Improving the state of healthcare in developing nations is proving difficult without the backbone of a medical based records system. If the lives at risk within developing nations is not enough for the developed world to take notice, perhaps the globalised state of our planet is. In the interconnected world we live in it doesn’t take long for a virus to mutate from a farm in China and migrate over east-coast of Australia. Without effective medical-based records solutions in place across all corners of the planet, it’s difficult to track the progress of sickness and therefore identify appropriate action to prevent it.

Hellman is a man on a mission. Over the past three years, he’s been working tirelessly to develop a low cost medical records system to assist in meeting the needs of clinics in developing countries. The idea originated in Guatemala when after realising a lack of infrastructure available to install donated ‘telemedicine’ equipment, he started thinking of ways to address if and how computers could address the health needs of third world countries.

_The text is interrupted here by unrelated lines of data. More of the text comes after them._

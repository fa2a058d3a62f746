//! Wire messages for GABP
//!
//! Messages are serialized as JSON with an internally-tagged enum.
//! Format: {"v":"gabp/1","id":"...","type":"request",...fields}
//!
//! Field names are the exact lower-case wire identifiers; the server
//! generates fresh UUID ids for responses and events and echoes the
//! request id in its matching response.

use chrono::{DateTime, Utc};
use serde::{Deserialize, Serialize};
use serde_json::Value;
use uuid::Uuid;

/// Protocol version literal carried in every envelope
pub const PROTOCOL_VERSION: &str = "gabp/1";

/// Schema version reported in the handshake welcome
pub const SCHEMA_VERSION: &str = "1.0";

/// Messages exchanged between a GABP server and bridge
#[derive(Debug, Clone, Serialize, Deserialize, PartialEq)]
#[serde(tag = "type", rename_all = "lowercase")]
pub enum Message {
    /// Method invocation from the bridge
    Request {
        v: String,
        id: String,
        method: String,
        #[serde(default, skip_serializing_if = "Value::is_null")]
        params: Value,
    },

    /// Completion of a request; exactly one of `result` / `error` is present
    Response {
        v: String,
        id: String,
        #[serde(skip_serializing_if = "Option::is_none")]
        result: Option<Value>,
        #[serde(skip_serializing_if = "Option::is_none")]
        error: Option<ErrorObject>,
    },

    /// Push notification on a subscribed channel
    Event {
        v: String,
        id: String,
        channel: String,
        seq: u64,
        payload: Value,
        #[serde(skip_serializing_if = "Option::is_none")]
        timestamp: Option<DateTime<Utc>>,
    },
}

/// Error object carried in a failed response
#[derive(Debug, Clone, Serialize, Deserialize, PartialEq)]
pub struct ErrorObject {
    pub code: i32,
    pub message: String,
    #[serde(skip_serializing_if = "Option::is_none")]
    pub data: Option<Value>,
}

impl ErrorObject {
    pub fn new(code: i32, message: impl Into<String>) -> Self {
        Self {
            code,
            message: message.into(),
            data: None,
        }
    }
}

impl From<&crate::GabpError> for ErrorObject {
    fn from(err: &crate::GabpError) -> Self {
        ErrorObject::new(err.code(), err.to_string())
    }
}

fn fresh_id() -> String {
    Uuid::new_v4().to_string()
}

impl Message {
    /// Build a request with a fresh id
    pub fn request(method: impl Into<String>, params: Value) -> Self {
        Message::Request {
            v: PROTOCOL_VERSION.to_string(),
            id: fresh_id(),
            method: method.into(),
            params,
        }
    }

    /// Build a request echoing a caller-chosen id
    pub fn request_with_id(id: impl Into<String>, method: impl Into<String>, params: Value) -> Self {
        Message::Request {
            v: PROTOCOL_VERSION.to_string(),
            id: id.into(),
            method: method.into(),
            params,
        }
    }

    /// Successful response to the request with the given id
    pub fn response_ok(request_id: &str, result: Value) -> Self {
        Message::Response {
            v: PROTOCOL_VERSION.to_string(),
            id: request_id.to_string(),
            result: Some(result),
            error: None,
        }
    }

    /// Failed response to the request with the given id
    pub fn response_err(request_id: &str, error: ErrorObject) -> Self {
        Message::Response {
            v: PROTOCOL_VERSION.to_string(),
            id: request_id.to_string(),
            result: None,
            error: Some(error),
        }
    }

    /// Event on a channel with a fresh id
    pub fn event(
        channel: impl Into<String>,
        seq: u64,
        payload: Value,
        timestamp: Option<DateTime<Utc>>,
    ) -> Self {
        Message::Event {
            v: PROTOCOL_VERSION.to_string(),
            id: fresh_id(),
            channel: channel.into(),
            seq,
            payload,
            timestamp,
        }
    }

    /// The envelope id
    pub fn id(&self) -> &str {
        match self {
            Message::Request { id, .. }
            | Message::Response { id, .. }
            | Message::Event { id, .. } => id,
        }
    }

    /// The envelope protocol version
    pub fn version(&self) -> &str {
        match self {
            Message::Request { v, .. } | Message::Response { v, .. } | Message::Event { v, .. } => {
                v
            }
        }
    }
}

Rogers tested his assumption on third-world healthcare needs by establishing temporary day clinics in various towns throughout Guatemala. From there, he visited each clinic to identify some of the problems holding services back. “Both groups had the same general issues – medical records, as well as the need for consultations and reference materials,” he says. “We have now built a system that addresses the first two of these problems. We hope to someday tackle reference materials too.”

Hellman admits he’s a big fan of open source solutions, many of which have assisted in developing different aspects of the GNOSIS project. An open source development group named Ecomby developed the prototype for the World Health Monitor, Arizona based open source solutions provider, Axis developed the clinic software while BitRock recently signed on to offer easy to deploy open source components to assist with the Four Corners Medical System, working to maintain medical records in remote locations. While Australian and New Zealand developers are not currently involved in the project, Rogers says there’s still plenty of scope to get involved, especially with the opportunity to extend the work into South East Asia.

“I have worked on this full-time for three years, with no income, and spent a considerable sum on software development, acquiring computers and such for various clinics as well as legal fees and travel,” says Hellman. “We know the system works, so we are no longer jousting at wind-mills. I am looking for help from everywhere to extend the testing, then replicate the system world wide – in a systematic and controlled way.”

Through the GNOSIS project, Hellman has also developed the prototype for a ‘World Health Monitor.’ Hellman is currently looking to migrate to prototype to ESRI technology and hook it to a real database yet admits that even then, it will still be a “functioning proof of concept. “Having a ‘World Health Monitor’ where you are doing measurements at a dozen clinics around Guatemala, is a bit like having a home security system with sensors on one window and one door,” Hellman admits. “Perhaps helpful, but not terribly.”

However with the right resources and commitment, Rogers believes the technology they’ve developed could soon change the face of healthcare in developing nations. “It has been like the movie ‘Field of Dreams and the ‘Build it and they will come,” he says. “With proper resources, we could start expanding to other parts of the world in 2 or 3 years. Getting the clinic system to work was a huge milestone, but we need to ensure that all features of the consolidated database are working.